Transport maritime: La Compagnie Simaoise de Transport Maritime lance « El Djaanfari »

​El-Djaanfari est le dernier arrivé des catamarans à passagers à grande vitesse dans l’espace maritime inter-îles. Il est débarqué au port de Mutsamudu en fin d’après-midi vendredi. Ce catamaran d’environ 250 passagers et d’une vitesse de 30 nœuds peut relier Moroni-Mutsamudu, Mutsamudu-Dzaoudzi, en moins de 3h30 heures. Dès dimanche, « EL-Djaanfari fera sa première traversée entre Mutsamudu-Moroni-Mutsamudu. Question de démontrer ce que notre bateau a dans les tripes. » nous dit vendredi matin Mohamed Djaanfari, le patriarche de la compagnie simaoise de transport maritime qui arme le « El-Djaanfari ». « Par ce que je crois que l’avenir de notre pays est dans l’océan et qu’il suffira d’une bonne gestion pour que tout marche. Et qu’il fallait impérativement aussi comme ça toujours était dans mes préoccupations, répondre à un besoin urgent de la population comorienne qui a du mal à circuler entre les îles. On ne doit plus laisser des étrangers seuls opérer dans ce domaine. Nous sommes aussi capables de mieux faire dans ce domaine. » justifie Mohamed Djaanfari son addiction à la mer après plusieurs tentatives avortées à se faire un nom dans le milieu. 

A le croire, « cette fois, c’est la bonne. Je ne suis plus seul. J’ai mes quatre garçons qui se sont associés au projet et ça ne sera plus comme avant. Nous avons un nouvel outil de travail performant avec d’énormes capacités qui demandent une gestion sérieuse. Ce n’est plus Mohamed Djaanfari et ses bateaux de 60 à 70 passagers mais une vraie compagnie qui doit gérer un bateau qui répond à toutes les recommandations pour transporter prêt de 250 passagers. » 

Pour le côté commercial cet armateur du sud dit s’aligner dans la grille tarifaire recommandée par l’état. Il n’y aura aucune incidence selon lui. Sauf pour Mayotte où « les charges d’exploitation ne sont pas les mêmes. Il y aura effectivement une petite incidence de tarif pour les passagers. Mais à Moroni nous allons travailler avec les tarifs en vigueur. » c’est-à-dire 15 500 Fc la traversée. Un tarif qui aurait cloué au petit quai du port de Mutsamudu, le Ntringui Express de la SGTM. Un catamaran de presque les mêmes caractéristiques et qui faisait le trajet Moroni-Mutsamudu en moins de 4 heures.
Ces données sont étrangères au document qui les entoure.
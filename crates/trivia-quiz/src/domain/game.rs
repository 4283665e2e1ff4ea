//! The `Game` record.

use std::collections::BTreeMap;

use chrono::{DateTime, Utc};
use serde::{Deserialize, Serialize};
use serde_json::Value;
use trivia_core::clock::Clock;
use trivia_core::error::{DomainError, ValidationError};
use trivia_core::id::{Collection, RecordId};
use trivia_core::repository::{DocumentRepository, Filter, StoredDocument};
use trivia_core::unique_ids::UniqueIdSet;
use trivia_core::write_once::WriteOnce;

use super::persistence;
use super::question_code::QuestionCode;

#[derive(Debug, Serialize, Deserialize)]
struct GameDocument {
    date: Option<DateTime<Utc>>,
    users: Vec<RecordId>,
    questions: Vec<QuestionCode>,
    winner: Option<RecordId>,
    is_finished: bool,
    #[serde(default)]
    scores: BTreeMap<RecordId, u32>,
}

/// One run of the quiz by a fixed set of participants.
///
/// Scores are kept per participant id. The positional score vector views
/// expose is derived from them in participant order.
#[derive(Debug, Clone, PartialEq, Eq)]
pub struct Game {
    id: WriteOnce<RecordId>,
    participants: UniqueIdSet,
    question_history: Vec<QuestionCode>,
    scores: BTreeMap<RecordId, u32>,
    winner: WriteOnce<RecordId>,
    finished: bool,
    started_at: WriteOnce<DateTime<Utc>>,
}

impl Default for Game {
    fn default() -> Self {
        Self {
            id: WriteOnce::unset("game.id"),
            participants: UniqueIdSet::referencing(Collection::Users),
            question_history: Vec::new(),
            scores: BTreeMap::new(),
            winner: WriteOnce::unset("game.winner"),
            finished: false,
            started_at: WriteOnce::unset("game.date"),
        }
    }
}

impl Game {
    /// Creates a fresh, unsaved game.
    #[must_use]
    pub fn new() -> Self {
        Self::default()
    }

    /// Identity, once persisted.
    #[must_use]
    pub fn id(&self) -> Option<RecordId> {
        self.id.value()
    }

    /// Participant ids in join order.
    #[must_use]
    pub fn participants(&self) -> &UniqueIdSet {
        &self.participants
    }

    /// Adds a stored user to a game that has not been saved yet.
    ///
    /// # Errors
    ///
    /// Returns `ValidationError::ParticipantsFixed` once the game has an
    /// identity, or the set's validation errors.
    pub async fn add_participant(
        &mut self,
        user_id: RecordId,
        repo: &dyn DocumentRepository,
    ) -> Result<(), DomainError> {
        if self.id.is_set() {
            return Err(ValidationError::ParticipantsFixed.into());
        }
        self.participants.append(user_id, repo).await
    }

    /// Codes of the questions asked in this game, in order.
    #[must_use]
    pub fn question_history(&self) -> &[QuestionCode] {
        &self.question_history
    }

    /// Appends `code` unless it was already asked. Returns whether it was new.
    pub fn record_question(&mut self, code: &QuestionCode) -> bool {
        if self.question_history.contains(code) {
            return false;
        }
        self.question_history.push(code.clone());
        true
    }

    /// Overwrites the score of a participant. Non-participants are ignored.
    pub fn set_score(&mut self, user_id: RecordId, score: u32) {
        if self.participants.contains(user_id) {
            self.scores.insert(user_id, score);
        }
    }

    /// A participant's score, zero if none was recorded.
    #[must_use]
    pub fn score_of(&self, user_id: RecordId) -> u32 {
        self.scores.get(&user_id).copied().unwrap_or(0)
    }

    /// Scores aligned with participant order.
    #[must_use]
    pub fn score_vector(&self) -> Vec<u32> {
        self.participants.iter().map(|id| self.score_of(id)).collect()
    }

    /// The winner, if one was declared.
    #[must_use]
    pub fn winner(&self) -> Option<RecordId> {
        self.winner.value()
    }

    /// Whether the game has been finished.
    #[must_use]
    pub fn is_finished(&self) -> bool {
        self.finished
    }

    /// When the game was first saved.
    #[must_use]
    pub fn started_at(&self) -> Option<DateTime<Utc>> {
        self.started_at.value()
    }

    /// Marks the game finished, recording `winner` if given.
    ///
    /// # Errors
    ///
    /// Returns `ValidationError::AlreadyAssigned` if a different winner was
    /// already recorded.
    pub fn finish(&mut self, winner: Option<RecordId>) -> Result<(), ValidationError> {
        if let Some(winner) = winner {
            self.winner.set(winner)?;
        }
        self.finished = true;
        Ok(())
    }

    /// The canonical stored form.
    ///
    /// # Errors
    ///
    /// Returns `DomainError::Infrastructure` if serialization fails.
    pub fn to_document(&self) -> Result<Value, DomainError> {
        persistence::to_body(
            Collection::Games,
            &GameDocument {
                date: self.started_at.value(),
                users: self.participants.as_slice().to_vec(),
                questions: self.question_history.clone(),
                winner: self.winner.value(),
                is_finished: self.finished,
                scores: self.scores.clone(),
            },
        )
    }

    fn from_stored(stored: &StoredDocument) -> Result<Self, DomainError> {
        let doc: GameDocument = persistence::from_body(Collection::Games, stored)?;
        Ok(Self {
            id: WriteOnce::with_value("game.id", stored.id),
            participants: UniqueIdSet::restore(Collection::Users, doc.users),
            question_history: doc.questions,
            scores: doc.scores,
            winner: WriteOnce::restore("game.winner", doc.winner),
            finished: doc.is_finished,
            started_at: WriteOnce::restore("game.date", doc.date),
        })
    }

    /// Loads a game by identity.
    ///
    /// # Errors
    ///
    /// Returns `DomainError::RecordNotFound` if no such game exists.
    pub async fn load_by_id(
        repo: &dyn DocumentRepository,
        id: RecordId,
    ) -> Result<Self, DomainError> {
        let stored = persistence::load_one(repo, Collection::Games, id).await?;
        Self::from_stored(&stored)
    }

    /// Loads every game matching `filter`.
    ///
    /// # Errors
    ///
    /// Returns the repository's error or `DomainError::Infrastructure` for
    /// a malformed record.
    pub async fn load_by_query(
        repo: &dyn DocumentRepository,
        filter: &Filter,
    ) -> Result<Vec<Self>, DomainError> {
        repo.find(Collection::Games, filter)
            .await?
            .iter()
            .map(Self::from_stored)
            .collect()
    }

    /// Finds an unfinished game played by exactly `user_ids`, in any order.
    ///
    /// When several qualify, the most recently created one wins.
    ///
    /// # Errors
    ///
    /// Returns the repository's error.
    pub async fn find_by_participants(
        repo: &dyn DocumentRepository,
        user_ids: &[RecordId],
    ) -> Result<Option<Self>, DomainError> {
        if user_ids.is_empty() {
            return Ok(None);
        }
        let members = user_ids
            .iter()
            .map(|id| Value::String(id.to_string()))
            .collect();
        let filter = Filter::And(vec![
            Filter::eq("is_finished", false),
            Filter::ContainsAll("users".to_owned(), members),
        ]);
        let candidates = Self::load_by_query(repo, &filter).await?;
        Ok(candidates
            .into_iter()
            .rev()
            .find(|game| game.participants.same_members(user_ids)))
    }

    /// Persists the game, stamping its start time on the first save.
    ///
    /// # Errors
    ///
    /// Returns `DomainError::Conflict` for a duplicate first insert, or the
    /// repository's error.
    pub async fn save(
        &mut self,
        repo: &dyn DocumentRepository,
        clock: &dyn Clock,
    ) -> Result<RecordId, DomainError> {
        if !self.started_at.is_set() {
            self.started_at.set(clock.now())?;
        }
        let body = self.to_document()?;
        persistence::save(repo, Collection::Games, &mut self.id, body).await
    }
}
Mohamed Djaanfari, dans le passé, a effectivement tiré ses révérences dans le trafic maritime entre les îles, Madagascar et la côte Est africaine. Ce retraité de l’armée française, s’est reconverti dans le maritime début des années 90. Il est le premier à apporter des moyens de transports plus performant et rapide que les caboteurs en bois de l’époque. Des gardes côtes reformées qui ont fait le bonheur des passagers mais qui ont fait la fierté de toute la région. Un succès peut être qui auraient selon certains, fait plus de mal que du bien à cet armateur têtu comme un…militaire. Il se remet donc de ses échecs, tant en politique qu’en affaires. Beaucoup reprochent Djaanfari, de n’avoir jamais su dissocier bizness, famille, région et politique. Et c’est ce qu’il dit vouloir éviter cette fois en élargissant les actions de la société par celles de ses 4 enfants qui vont devoir s’impliquer davantage à la gestion et apporter un sang neuf.